• WHAT THE TASK REQUIRES
Copy the data exactly from the line that contains "self.facing = if" through the line that contains "if !self.hitting", keeping both end lines and leaving out everything else.

• DATA EXCERPTS
☆ ☆ ☆ ☆
// crates/arena_combat/src/systems/boss.rs
//! Distance-driven boss ("demon") state machine.
//!
//! The boss chases the player once inside `chase_range`, strikes when inside
//! `attack_range` and roughly level with the player, and can only hurt the
//! player during a fixed window of attack frames.

use arena_shared::{Channel, Cue, Facing, Millis, Rect};
use glam::Vec2;
use serde::Serialize;
use tracing::debug;

use super::player::{Player, PlayerState};
use super::{move_with_collision, DeathPhase, TickContext};
use crate::animation::AnimationPlayer;
use crate::config::BossTuning;
use crate::cues::{LoopCue, OneShot};
use crate::error::Result;
use crate::events::{Actor, MatchEvent};
use crate::sequences;

#[derive(Clone, Copy, Debug, PartialEq, Eq, Hash, Serialize)]
pub enum BossState {
    Idle,
    Run,
    Attack,
    Hit,
    Death,
}

impl BossState {
    pub const ALL: [BossState; 5] =
        [BossState::Idle, BossState::Run, BossState::Attack, BossState::Hit, BossState::Death];

    pub fn label(self) -> &'static str {
        match self {
            BossState::Idle => "idle",
            BossState::Run => "run",
            BossState::Attack => "attack",
            BossState::Hit => "hit",
            BossState::Death => "death",
        }
    }
}

#[derive(Clone, Debug)]
pub struct Boss {
    pub state: BossState,
    pub facing: Facing,
    pub position: Vec2,
    pub health: u32,
    pub body_size: Vec2,

    pub state_entry_time: Millis,
    pub hit_time: Millis,
    pub attack_time: Millis,
    pub death_start_time: Millis,

    pub hitting: bool,
    pub death_phase: Option<DeathPhase>,
    pub animation: AnimationPlayer,

    run_cue: LoopCue,
    growl: OneShot,
}

impl Boss {
    pub fn spawn(tuning: &BossTuning, animation: AnimationPlayer, now: Millis) -> Self {
        Self {
            state: BossState::Idle,
            facing: Facing::Left,
            position: tuning.spawn,
            health: tuning.max_health,
            body_size: tuning.body_size,
            state_entry_time: now,
            hit_time: now,
            attack_time: now,
            death_start_time: now,
            hitting: false,
            death_phase: None,
            animation,
            run_cue: LoopCue::new(Cue::BossRun, Channel::BossFeet),
            growl: OneShot::default(),
        }
    }

    pub fn hitbox(&self) -> Rect {
        Rect::from_center(self.position, self.body_size)
    }

    /// Strike box in front of the boss. The offsets are asymmetric because
    /// the demon sheet is not centred on its anchor.
    pub fn attack_rect(&self, tuning: &BossTuning) -> Rect {
        let offset = match self.facing {
            Facing::Left => tuning.attack_offset_left,
            Facing::Right => tuning.attack_offset_right,
        };
        Rect::new(
            self.position.x + offset,
            self.position.y - tuning.attack_size.y / 2.0,
            tuning.attack_size.x,
            tuning.attack_size.y,
        )
    }

    pub fn is_vulnerable(&self) -> bool {
        self.health > 0 && !matches!(self.state, BossState::Hit | BossState::Death)
    }

    pub fn is_dead(&self) -> bool {
        self.health == 0 || self.state == BossState::Death
    }

    pub fn is_run_cue_playing(&self) -> bool {
        self.run_cue.is_playing()
    }

    pub fn pose(&self) -> BossState {
        match (self.state, self.death_phase) {
            (BossState::Death, Some(DeathPhase::Staggered)) => BossState::Hit,
            (state, _) => state,
        }
    }

    pub fn sync_animation(&mut self) -> Result<()> {
        self.animation.set_animation(sequences::boss(self.facing, self.pose()))
    }

    pub(crate) fn set_state(&mut self, next: BossState, now: Millis) {
        if next != self.state {
            debug!(from = self.state.label(), to = next.label(), now, "boss state");
            self.state = next;
            self.state_entry_time = now;
        }
    }

    /// Applied by the player when a swing lands.
    pub fn take_hit(&mut self, ctx: &mut TickContext) {
        self.health = self.health.saturating_sub(1);
        self.set_state(BossState::Hit, ctx.now);
        self.hit_time = ctx.now;
        ctx.cues.play(Cue::BossHurt, Channel::BossVoice);
        ctx.events.push(MatchEvent::Damaged { target: Actor::Boss, health: self.health });
    }

    /// One tick, after the player has stepped.
    pub fn step(&mut self, player: &mut Player, ctx: &mut TickContext) -> Result<()> {
        let now = ctx.now;
        let config = ctx.config;

        if self.health == 0 {
            self.growl.reset();
            self.step_death(ctx);
        } else if self.state == BossState::Hit {
            self.growl.reset();
            if self.animation.is_finished()
                && now.saturating_sub(self.hit_time) > config.boss.hit_duration
            {
                self.set_state(BossState::Idle, now);
            }
        } else {
            self.face(player.position);
            if self.state == BossState::Attack {
                self.step_attack(player, ctx)?;
            } else {
                self.select_behavior(player, ctx);
            }
        }

        self.run_cue.sync(self.state == BossState::Run, ctx.cues);
        Ok(())
    }

    fn step_death(&mut self, ctx: &mut TickContext) {
        let now = ctx.now;
        let config = ctx.config;

        if self.death_phase.is_none() {
            self.set_state(BossState::Death, now);
            self.death_start_time = now;
            self.hitting = false;
            ctx.cues.play(Cue::BossDeath, Channel::BossVoice);
            ctx.events.push(MatchEvent::Died { actor: Actor::Boss });
        }
        self.state = BossState::Death;
        self.death_phase = Some(DeathPhase::at(
            now.saturating_sub(self.death_start_time),
            config.boss.hit_duration,
            config.boss.death_duration,
        ));
    }

    /// Faces the player.
    fn face(&mut self, target: Vec2) {
        let dx = target.x - self.position.x;
        self.facing = if dx > 0.0 { Facing::Right } else { Facing::Left };
    }

    fn step_attack(&mut self, player: &mut Player, ctx: &mut TickContext) -> Result<()> {
        let now = ctx.now;
        let config = ctx.config;
        let tuning = &config.boss;

        if self.animation.is_finished() {
            self.set_state(BossState::Idle, now);
            self.hitting = false;
            return Ok(());
        }

        let (frame_count, total) = {
            let sequence = self
                .animation
                .library()
                .get(sequences::boss(self.facing, BossState::Attack))?;
            (sequence.frame_count(), sequence.total_duration().max(1))
        };
        let progress = now.saturating_sub(self.attack_time) as f32 / total as f32;
        let frame_index = (progress * frame_count as f32).floor() as usize;

        let [first, last] = tuning.damage_window;
        if (first..=last).contains(&frame_index) {
            if !self.hitting
                && !player.is_dead()
                && self.attack_rect(tuning).overlaps(&player.hitbox())
            {
                self.hitting = true;
                if player.state == PlayerState::Block && player.facing == self.facing.opposite() {
                    debug!(now, "boss strike blocked");
                    ctx.cues.play(Cue::Block, Channel::Impact);
                    ctx.events.push(MatchEvent::Blocked);
                } else {
                    player.take_hit(ctx);
                }
            }
        } else if frame_index > last {
            self.hitting = false;
        }
        Ok(())
    }

    fn select_behavior(&mut self, player: &Player, ctx: &mut TickContext) {
        let now = ctx.now;
        let config = ctx.config;
        let tuning = &config.boss;

        let offset = player.position - self.position;
        let distance = offset.length();
        let player_down = player.is_dead();
        // Never reached while attacking, so the growl re-arms for the next entry.
        let growled = self.growl.reset();

        if !player_down
            && distance <= tuning.attack_range
            && offset.y.abs() <= tuning.vertical_tolerance
        {
            self.set_state(BossState::Attack, now);
            self.attack_time = now;
            self.hitting = false;
            if self.growl.fire() {
                ctx.cues.play(Cue::BossGrowl, Channel::BossVoice);
            }
        } else if !player_down && distance <= tuning.chase_range {
            self.set_state(BossState::Run, now);
            let target = player.position - Vec2::new(self.facing.sign() * tuning.chase_offset, 0.0);
            let step = (target - self.position).clamp_length_max(tuning.speed);
            self.position = move_with_collision(
                self.position,
                step,
                self.body_size,
                ctx.walls,
                &config.arena.bounds(),
            );
        } else {
            self.set_state(BossState::Idle, now);
            if growled {
                ctx.cues.stop(Channel::BossVoice);
            }
        }
    }
}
☆ ☆ ☆ ☆
• WORKED SOLUTION
        self.facing = if dx > 0.0 { Facing::Right } else { Facing::Left };
    }

    fn step_attack(&mut self, player: &mut Player, ctx: &mut TickContext) -> Result<()> {
        let now = ctx.now;
        let config = ctx.config;
        let tuning = &config.boss;

        if self.animation.is_finished() {
            self.set_state(BossState::Idle, now);
            self.hitting = false;
            return Ok(());
        }

        let (frame_count, total) = {
            let sequence = self
                .animation
                .library()
                .get(sequences::boss(self.facing, BossState::Attack))?;
            (sequence.frame_count(), sequence.total_duration().max(1))
        };
        let progress = now.saturating_sub(self.attack_time) as f32 / total as f32;
        let frame_index = (progress * frame_count as f32).floor() as usize;

        let [first, last] = tuning.damage_window;
        if (first..=last).contains(&frame_index) {
            if !self.hitting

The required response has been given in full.